Bai Kaisong, Zhao Tong, Li Yilong, Li Xinjian, Zhang Zhantian, Du Zuchao, Wang Zimin, Xu Yan, Sun Bei, Bai Xuewei
Department of General Surgery, The First Affiliated Hospital of Harbin Medical University, Harbin, China.
Key Laboratory of Hepatosplenic Surgery, Ministry of Education, Harbin, China.
Front Genet. 2021 Sep 9;12:747270. doi: 10.3389/fgene.2021.747270. eCollection 2021.
Pancreatic adenocarcinoma (PAAD) is one of the deadliest malignancies and mortality for PAAD have remained increasing under the conditions of substantial improvements in mortality for other major cancers. Although multiple of studies exists on PAAD, few studies have dissected the oncogenic mechanisms of PAAD based on genomic variation. In this study, we integrated somatic mutation data and gene expression profiles obtained by high-throughput sequencing to characterize the pathogenesis of PAAD. The mutation profile containing 182 samples with 25,470 somatic mutations was obtained from The Cancer Genome Atlas (TCGA). The mutation landscape was generated and somatic mutations in PAAD were found to have preference for mutation location. The combination of mutation matrix and gene expression profiles identified 31 driver genes that were closely associated with tumor cell invasion and apoptosis. Co-expression networks were constructed based on 461 genes significantly associated with driver genes and the hub gene FAM133A in the network was identified to be associated with tumor metastasis. Further, the cascade relationship of somatic mutation-Long non-coding RNA (lncRNA)-microRNA (miRNA) was constructed to reveal a new mechanism for the involvement of mutations in post-transcriptional regulation. We have also identified prognostic markers that are significantly associated with overall survival (OS) of PAAD patients and constructed a risk score model to identify patients' survival risk. In summary, our study revealed the pathogenic mechanisms and prognostic markers of PAAD providing theoretical support for the development of precision medicine.

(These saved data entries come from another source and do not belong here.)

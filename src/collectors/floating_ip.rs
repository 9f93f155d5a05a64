//! Floating IPv4 addresses and their droplet assignment.

use crate::api::CloudApi;
use crate::collectors::bool_value;
use crate::error::Result;
use crate::metrics::{Collector, Deadline, MetricDesc, Observation};
use std::sync::Arc;
use std::time::Duration;

const NAME: &str = "floatingip";
const LABELS: &[&str] = &["ipv4", "region", "droplet_id", "droplet_name"];

/// Exposes floating IP assignment.
pub struct FloatingIpCollector {
    api: Arc<dyn CloudApi>,
    timeout: Duration,

    active: Arc<MetricDesc>,
    locked: Arc<MetricDesc>,
}

impl FloatingIpCollector {
    /// Create a new collector; `timeout` bounds each collection pass.
    pub fn new(api: Arc<dyn CloudApi>, timeout: Duration) -> Result<Self> {
        Ok(Self {
            api,
            timeout,
            active: MetricDesc::gauge(
                "digitalocean_floating_ipv4_active",
                "If 1 the floating ip is assigned to a droplet, 0 otherwise",
                LABELS,
            )?,
            locked: MetricDesc::gauge(
                "digitalocean_floating_ipv4_locked",
                "If 1 the floating ip is locked against reassignment, 0 otherwise",
                LABELS,
            )?,
        })
    }
}

#[async_trait::async_trait]
impl Collector for FloatingIpCollector {
    fn name(&self) -> &'static str {
        NAME
    }

    fn describe(&self) -> Vec<Arc<MetricDesc>> {
        vec![self.active.clone(), self.locked.clone()]
    }

    async fn collect(&self) -> Vec<Observation> {
        let deadline = Deadline::after(self.timeout);
        let Some(ips) = deadline.run(NAME, self.api.list_floating_ips()).await else {
            return Vec::new();
        };

        let mut out = Vec::with_capacity(ips.len() * 2);
        for ip in &ips {
            let (droplet_id, droplet_name) = ip
                .droplet
                .as_ref()
                .map(|d| (d.id.as_str(), d.name.as_str()))
                .unwrap_or_default();
            let labels = [
                ip.ip.as_str(),
                ip.region.slug.as_str(),
                droplet_id,
                droplet_name,
            ];
            out.push(self.active.observe(bool_value(ip.droplet.is_some()), labels));
            out.push(self.locked.observe(bool_value(ip.locked), labels));
        }

        out
    }
}
//! Resource items returned by the DigitalOcean API.
//!
//! Only the fields the collectors read are modelled. Every field is
//! tolerant of missing or `null` values, which decode to the zero value.

use serde::{Deserialize, Deserializer, Serialize};

/// Decode `null` as the type's default instead of failing.
fn null_to_default<'de, D, T>(deserializer: D) -> Result<T, D::Error>
where
    D: Deserializer<'de>,
    T: Default + Deserialize<'de>,
{
    Ok(Option::<T>::deserialize(deserializer)?.unwrap_or_default())
}

/// Identifiers are numeric for some resources and UUID strings for others.
fn id_string<'de, D>(deserializer: D) -> Result<String, D::Error>
where
    D: Deserializer<'de>,
{
    #[derive(Deserialize)]
    #[serde(untagged)]
    enum IdInput {
        Number(u64),
        Text(String),
    }

    Ok(match Option::<IdInput>::deserialize(deserializer)? {
        Some(IdInput::Number(id)) => id.to_string(),
        Some(IdInput::Text(id)) => id,
        None => String::new(),
    })
}

/// Account-level limits and status.
#[derive(Debug, Clone, Default, Serialize, Deserialize)]
pub struct Account {
    #[serde(default, deserialize_with = "null_to_default")]
    pub uuid: String,
    #[serde(default, deserialize_with = "null_to_default")]
    pub email: String,
    #[serde(default, deserialize_with = "null_to_default")]
    pub email_verified: bool,
    #[serde(default, deserialize_with = "null_to_default")]
    pub droplet_limit: u64,
    #[serde(default, deserialize_with = "null_to_default")]
    pub floating_ip_limit: u64,
    #[serde(default, deserialize_with = "null_to_default")]
    pub volume_limit: u64,
    /// One of "active", "warning" or "locked"
    #[serde(default, deserialize_with = "null_to_default")]
    pub status: String,
    #[serde(default, deserialize_with = "null_to_default")]
    pub status_message: String,
}

/// Region reference embedded in other resources.
#[derive(Debug, Clone, Default, Serialize, Deserialize)]
pub struct Region {
    #[serde(default, deserialize_with = "null_to_default")]
    pub slug: String,
    #[serde(default, deserialize_with = "null_to_default")]
    pub name: String,
}

/// Droplet size, including pricing.
#[derive(Debug, Clone, Default, Serialize, Deserialize)]
pub struct Size {
    #[serde(default, deserialize_with = "null_to_default")]
    pub slug: String,
    #[serde(default, deserialize_with = "null_to_default")]
    pub price_monthly: f64,
    #[serde(default, deserialize_with = "null_to_default")]
    pub price_hourly: f64,
}

#[derive(Debug, Clone, Default, Serialize, Deserialize)]
pub struct Droplet {
    #[serde(default, deserialize_with = "id_string")]
    pub id: String,
    #[serde(default, deserialize_with = "null_to_default")]
    pub name: String,
    /// Memory in MiB
    #[serde(default, deserialize_with = "null_to_default")]
    pub memory: u64,
    #[serde(default, deserialize_with = "null_to_default")]
    pub vcpus: u64,
    /// Disk in GiB
    #[serde(default, deserialize_with = "null_to_default")]
    pub disk: u64,
    #[serde(default, deserialize_with = "null_to_default")]
    pub locked: bool,
    /// One of "new", "active", "off" or "archive"
    #[serde(default, deserialize_with = "null_to_default")]
    pub status: String,
    #[serde(default, deserialize_with = "null_to_default")]
    pub region: Region,
    #[serde(default, deserialize_with = "null_to_default")]
    pub size: Size,
    #[serde(default, deserialize_with = "null_to_default")]
    pub features: Vec<String>,
}

impl Droplet {
    /// Whether automated backups are enabled for this droplet.
    pub fn backups_enabled(&self) -> bool {
        self.features.iter().any(|feature| feature == "backups")
    }
}

/// Block storage volume.
#[derive(Debug, Clone, Default, Serialize, Deserialize)]
pub struct Volume {
    #[serde(default, deserialize_with = "id_string")]
    pub id: String,
    #[serde(default, deserialize_with = "null_to_default")]
    pub name: String,
    #[serde(default, deserialize_with = "null_to_default")]
    pub region: Region,
    #[serde(default, deserialize_with = "null_to_default")]
    pub size_gigabytes: f64,
    #[serde(default, deserialize_with = "null_to_default")]
    pub droplet_ids: Vec<u64>,
}

#[derive(Debug, Clone, Default, Serialize, Deserialize)]
pub struct LoadBalancer {
    #[serde(default, deserialize_with = "id_string")]
    pub id: String,
    #[serde(default, deserialize_with = "null_to_default")]
    pub name: String,
    #[serde(default, deserialize_with = "null_to_default")]
    pub ip: String,
    /// One of "new", "active" or "errored"
    #[serde(default, deserialize_with = "null_to_default")]
    pub status: String,
    #[serde(default, deserialize_with = "null_to_default")]
    pub region: Region,
    #[serde(default, deserialize_with = "null_to_default")]
    pub droplet_ids: Vec<u64>,
}

#[derive(Debug, Clone, Default, Serialize, Deserialize)]
pub struct Domain {
    #[serde(default, deserialize_with = "null_to_default")]
    pub name: String,
    #[serde(default, deserialize_with = "null_to_default")]
    pub ttl: u64,
}

#[derive(Debug, Clone, Default, Serialize, Deserialize)]
pub struct DomainRecord {
    #[serde(default, deserialize_with = "id_string")]
    pub id: String,
    #[serde(rename = "type", default, deserialize_with = "null_to_default")]
    pub record_type: String,
    #[serde(default, deserialize_with = "null_to_default")]
    pub name: String,
    #[serde(default, deserialize_with = "null_to_default")]
    pub data: String,
    #[serde(default)]
    pub priority: Option<u64>,
    #[serde(default)]
    pub port: Option<u64>,
    #[serde(default)]
    pub weight: Option<u64>,
    #[serde(default, deserialize_with = "null_to_default")]
    pub ttl: u64,
}

#[derive(Debug, Clone, Default, Serialize, Deserialize)]
pub struct Image {
    #[serde(default, deserialize_with = "id_string")]
    pub id: String,
    #[serde(default, deserialize_with = "null_to_default")]
    pub name: String,
    #[serde(rename = "type", default, deserialize_with = "null_to_default")]
    pub image_type: String,
    #[serde(default, deserialize_with = "null_to_default")]
    pub distribution: String,
    #[serde(default, deserialize_with = "null_to_default")]
    pub regions: Vec<String>,
    /// Minimum disk in GiB
    #[serde(default, deserialize_with = "null_to_default")]
    pub min_disk_size: u64,
    #[serde(default, deserialize_with = "null_to_default")]
    pub size_gigabytes: f64,
}

/// SSH key registered with the account.
#[derive(Debug, Clone, Default, Serialize, Deserialize)]
pub struct Key {
    #[serde(default, deserialize_with = "id_string")]
    pub id: String,
    #[serde(default, deserialize_with = "null_to_default")]
    pub name: String,
    #[serde(default, deserialize_with = "null_to_default")]
    pub fingerprint: String,
}

#[derive(Debug, Clone, Default, Serialize, Deserialize)]
pub struct Snapshot {
    #[serde(default, deserialize_with = "id_string")]
    pub id: String,
    #[serde(default, deserialize_with = "null_to_default")]
    pub name: String,
    #[serde(default, deserialize_with = "null_to_default")]
    pub regions: Vec<String>,
    #[serde(default, deserialize_with = "id_string")]
    pub resource_id: String,
    /// Either "droplet" or "volume"
    #[serde(default, deserialize_with = "null_to_default")]
    pub resource_type: String,
    #[serde(default, deserialize_with = "null_to_default")]
    pub min_disk_size: u64,
    #[serde(default, deserialize_with = "null_to_default")]
    pub size_gigabytes: f64,
}

/// Droplet reference embedded in a floating IP.
#[derive(Debug, Clone, Default, Serialize, Deserialize)]
pub struct DropletRef {
    #[serde(default, deserialize_with = "id_string")]
    pub id: String,
    #[serde(default, deserialize_with = "null_to_default")]
    pub name: String,
}

#[derive(Debug, Clone, Default, Serialize, Deserialize)]
pub struct FloatingIp {
    #[serde(default, deserialize_with = "null_to_default")]
    pub ip: String,
    #[serde(default, deserialize_with = "null_to_default")]
    pub region: Region,
    #[serde(default)]
    pub droplet: Option<DropletRef>,
    #[serde(default, deserialize_with = "null_to_default")]
    pub locked: bool,
}
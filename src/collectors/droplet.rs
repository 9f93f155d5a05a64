//! Droplet inventory: power state, size and pricing per droplet.

use crate::api::CloudApi;
use crate::collectors::{bool_value, GIB, MIB};
use crate::error::Result;
use crate::metrics::{observe_states, Collector, Deadline, MetricDesc, Observation, StateSet};
use std::sync::Arc;
use std::time::Duration;

const NAME: &str = "droplet";
const LABELS: &[&str] = &["id", "name", "region"];

/// Lifecycle state reported by the API.
#[derive(Debug, Clone, Copy, PartialEq, Eq)]
pub enum DropletStatus {
    New,
    Active,
    Off,
    Archive,
}

impl StateSet for DropletStatus {
    const LABEL: &'static str = "status";
    const ALL: &'static [Self] = &[
        DropletStatus::New,
        DropletStatus::Active,
        DropletStatus::Off,
        DropletStatus::Archive,
    ];

    fn as_str(&self) -> &'static str {
        match self {
            DropletStatus::New => "new",
            DropletStatus::Active => "active",
            DropletStatus::Off => "off",
            DropletStatus::Archive => "archive",
        }
    }
}

/// Exposes droplet state, size and pricing.
pub struct DropletCollector {
    api: Arc<dyn CloudApi>,
    timeout: Duration,

    up: Arc<MetricDesc>,
    status: Arc<MetricDesc>,
    cpus: Arc<MetricDesc>,
    memory: Arc<MetricDesc>,
    disk: Arc<MetricDesc>,
    price_hourly: Arc<MetricDesc>,
    price_monthly: Arc<MetricDesc>,
    locked: Arc<MetricDesc>,
    backups: Arc<MetricDesc>,
}

impl DropletCollector {
    /// Create a new collector; `timeout` bounds each collection pass.
    pub fn new(api: Arc<dyn CloudApi>, timeout: Duration) -> Result<Self> {
        Ok(Self {
            api,
            timeout,
            up: MetricDesc::gauge(
                "digitalocean_droplet_up",
                "If 1 the droplet is up and running, 0 otherwise",
                LABELS,
            )?,
            status: MetricDesc::state_set::<DropletStatus>(
                "digitalocean_droplet_status",
                "Droplet status, 1 for the current state and 0 for every other state",
                LABELS,
            )?,
            cpus: MetricDesc::gauge(
                "digitalocean_droplet_cpus",
                "Droplet's number of CPUs",
                LABELS,
            )?,
            memory: MetricDesc::gauge(
                "digitalocean_droplet_memory_bytes",
                "Droplet's memory in bytes",
                LABELS,
            )?,
            disk: MetricDesc::gauge(
                "digitalocean_droplet_disk_bytes",
                "Droplet's disk in bytes",
                LABELS,
            )?,
            price_hourly: MetricDesc::gauge(
                "digitalocean_droplet_price_hourly",
                "Price of the Droplet billed hourly in dollars",
                LABELS,
            )?,
            price_monthly: MetricDesc::gauge(
                "digitalocean_droplet_price_monthly",
                "Price of the Droplet billed monthly in dollars",
                LABELS,
            )?,
            locked: MetricDesc::gauge(
                "digitalocean_droplet_locked",
                "If 1 the droplet is locked against changes, 0 otherwise",
                LABELS,
            )?,
            backups: MetricDesc::gauge(
                "digitalocean_droplet_backups_enabled",
                "If 1 automated backups are enabled for the droplet, 0 otherwise",
                LABELS,
            )?,
        })
    }
}

#[async_trait::async_trait]
impl Collector for DropletCollector {
    fn name(&self) -> &'static str {
        NAME
    }

    fn describe(&self) -> Vec<Arc<MetricDesc>> {
        vec![
            self.up.clone(),
            self.status.clone(),
            self.cpus.clone(),
            self.memory.clone(),
            self.disk.clone(),
            self.price_hourly.clone(),
            self.price_monthly.clone(),
            self.locked.clone(),
            self.backups.clone(),
        ]
    }

    async fn collect(&self) -> Vec<Observation> {
        let deadline = Deadline::after(self.timeout);
        let Some(droplets) = deadline.run(NAME, self.api.list_droplets()).await else {
            return Vec::new();
        };

        let mut out = Vec::with_capacity(droplets.len() * 12);
        for droplet in &droplets {
            let labels = vec![
                droplet.id.clone(),
                droplet.name.clone(),
                droplet.region.slug.clone(),
            ];
            let status = DropletStatus::parse(&droplet.status);

            out.push(
                self.up
                    .observe(bool_value(status == Some(DropletStatus::Active)), &labels),
            );
            observe_states(&self.status, &labels, status, &mut out);
            out.push(self.cpus.observe(droplet.vcpus as f64, &labels));
            out.push(self.memory.observe(droplet.memory as f64 * MIB, &labels));
            out.push(self.disk.observe(droplet.disk as f64 * GIB, &labels));
            out.push(self.price_hourly.observe(droplet.size.price_hourly, &labels));
            out.push(self.price_monthly.observe(droplet.size.price_monthly, &labels));
            out.push(self.locked.observe(bool_value(droplet.locked), &labels));
            out.push(
                self.backups
                    .observe(bool_value(droplet.backups_enabled()), &labels),
            );
        }

        out
    }
}
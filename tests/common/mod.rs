//! Shared fixtures for the scrape tests.

#![allow(dead_code)]

use digitalocean_exporter::api::mock::MockApi;
use digitalocean_exporter::api::{
    Account, Domain, DomainRecord, Droplet, FloatingIp, Image, Key, LoadBalancer, Region, Size,
    Snapshot, Volume,
};
use std::io;
use std::sync::{Arc, Mutex};
use tracing_subscriber::fmt::MakeWriter;

pub fn region(slug: &str) -> Region {
    Region {
        slug: slug.to_string(),
        name: slug.to_uppercase(),
    }
}

pub fn droplet(id: &str, status: &str) -> Droplet {
    Droplet {
        id: id.to_string(),
        name: format!("{}-host", id),
        memory: 1024,
        vcpus: 1,
        disk: 25,
        status: status.to_string(),
        region: region("nyc3"),
        size: Size {
            slug: "s-1vcpu-1gb".to_string(),
            price_monthly: 5.0,
            price_hourly: 0.00744,
        },
        ..Default::default()
    }
}

/// An inventory with at least one item for every resource type.
pub fn populated() -> MockApi {
    MockApi {
        account: Account {
            email_verified: true,
            droplet_limit: 25,
            floating_ip_limit: 3,
            volume_limit: 10,
            status: "active".to_string(),
            ..Default::default()
        },
        droplets: vec![droplet("d1", "active"), droplet("d2", "off")],
        volumes: vec![Volume {
            id: "vol-1".to_string(),
            name: "data".to_string(),
            region: region("nyc3"),
            size_gigabytes: 100.0,
            droplet_ids: vec![1],
        }],
        load_balancers: vec![LoadBalancer {
            id: "lb-1".to_string(),
            name: "frontend".to_string(),
            ip: "203.0.113.10".to_string(),
            status: "active".to_string(),
            region: region("nyc3"),
            droplet_ids: vec![1, 2],
        }],
        domains: vec![Domain {
            name: "example.com".to_string(),
            ttl: 1800,
        }],
        domain_records: vec![(
            "example.com".to_string(),
            DomainRecord {
                id: "28448429".to_string(),
                record_type: "MX".to_string(),
                name: "@".to_string(),
                data: "mail.example.com".to_string(),
                priority: Some(10),
                ttl: 1800,
                ..Default::default()
            },
        )],
        images: vec![Image {
            id: "img-1".to_string(),
            name: "golden".to_string(),
            image_type: "snapshot".to_string(),
            distribution: "Ubuntu".to_string(),
            regions: vec!["nyc3".to_string()],
            min_disk_size: 20,
            size_gigabytes: 1.5,
        }],
        keys: vec![Key {
            id: "512189".to_string(),
            name: "laptop".to_string(),
            fingerprint: "3b:16:bf:e4".to_string(),
        }],
        snapshots: vec![Snapshot {
            id: "snap-1".to_string(),
            name: "nightly".to_string(),
            regions: vec!["nyc3".to_string()],
            resource_id: "d1".to_string(),
            resource_type: "droplet".to_string(),
            min_disk_size: 25,
            size_gigabytes: 2.0,
        }],
        floating_ips: vec![FloatingIp {
            ip: "198.51.100.7".to_string(),
            region: region("nyc3"),
            droplet: None,
            locked: false,
        }],
        ..Default::default()
    }
}

/// Collects formatted log output in memory.
#[derive(Clone, Default)]
pub struct LogCapture {
    buffer: Arc<Mutex<Vec<u8>>>,
}

impl LogCapture {
    pub fn contents(&self) -> String {
        let buffer = self.buffer.lock().unwrap();
        String::from_utf8_lossy(&buffer).into_owned()
    }
}

pub struct CaptureWriter {
    buffer: Arc<Mutex<Vec<u8>>>,
}

impl io::Write for CaptureWriter {
    fn write(&mut self, buf: &[u8]) -> io::Result<usize> {
        self.buffer.lock().unwrap().extend_from_slice(buf);
        Ok(buf.len())
    }

    fn flush(&mut self) -> io::Result<()> {
        Ok(())
    }
}

impl<'a> MakeWriter<'a> for LogCapture {
    type Writer = CaptureWriter;

    fn make_writer(&'a self) -> Self::Writer {
        CaptureWriter {
            buffer: Arc::clone(&self.buffer),
        }
    }
}

/// Install a thread-local subscriber writing into a fresh capture.
pub fn capture_logs() -> (LogCapture, tracing::subscriber::DefaultGuard) {
    let capture = LogCapture::default();
    let subscriber = tracing_subscriber::fmt()
        .with_writer(capture.clone())
        .with_ansi(false)
        .with_max_level(tracing::Level::DEBUG)
        .finish();
    let guard = tracing::subscriber::set_default(subscriber);
    (capture, guard)
}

胰腺腺癌(PAAD)是最致命的恶性肿瘤之一,在其他主要癌症死亡率大幅改善的情况下,PAAD的死亡率仍在上升。尽管对PAAD已有多项研究,但基于基因组变异剖析PAAD致癌机制的研究却很少。在本研究中,我们整合了通过高通量测序获得的体细胞突变数据和基因表达谱,以表征PAAD的发病机制。从癌症基因组图谱(TCGA)获得了包含182个样本、25470个体细胞突变的突变谱。生成了突变图谱,发现PAAD中的体细胞突变对突变位置有偏好。突变矩阵与基因表达谱的结合确定了31个与肿瘤细胞侵袭和凋亡密切相关的驱动基因。基于与驱动基因显著相关的461个基因构建了共表达网络,并确定网络中的枢纽基因FAM133A与肿瘤转移相关。此外,构建了体细胞突变-长链非编码RNA(lncRNA)-微小RNA(miRNA)的级联关系,以揭示突变参与转录后调控的新机制。我们还确定了与PAAD患者总生存期(OS)显著相关的预后标志物,并构建了风险评分模型以识别患者的生存风险。总之,我们的研究揭示了PAAD的致病机制和预后标志物,为精准医学的发展提供了理论支持。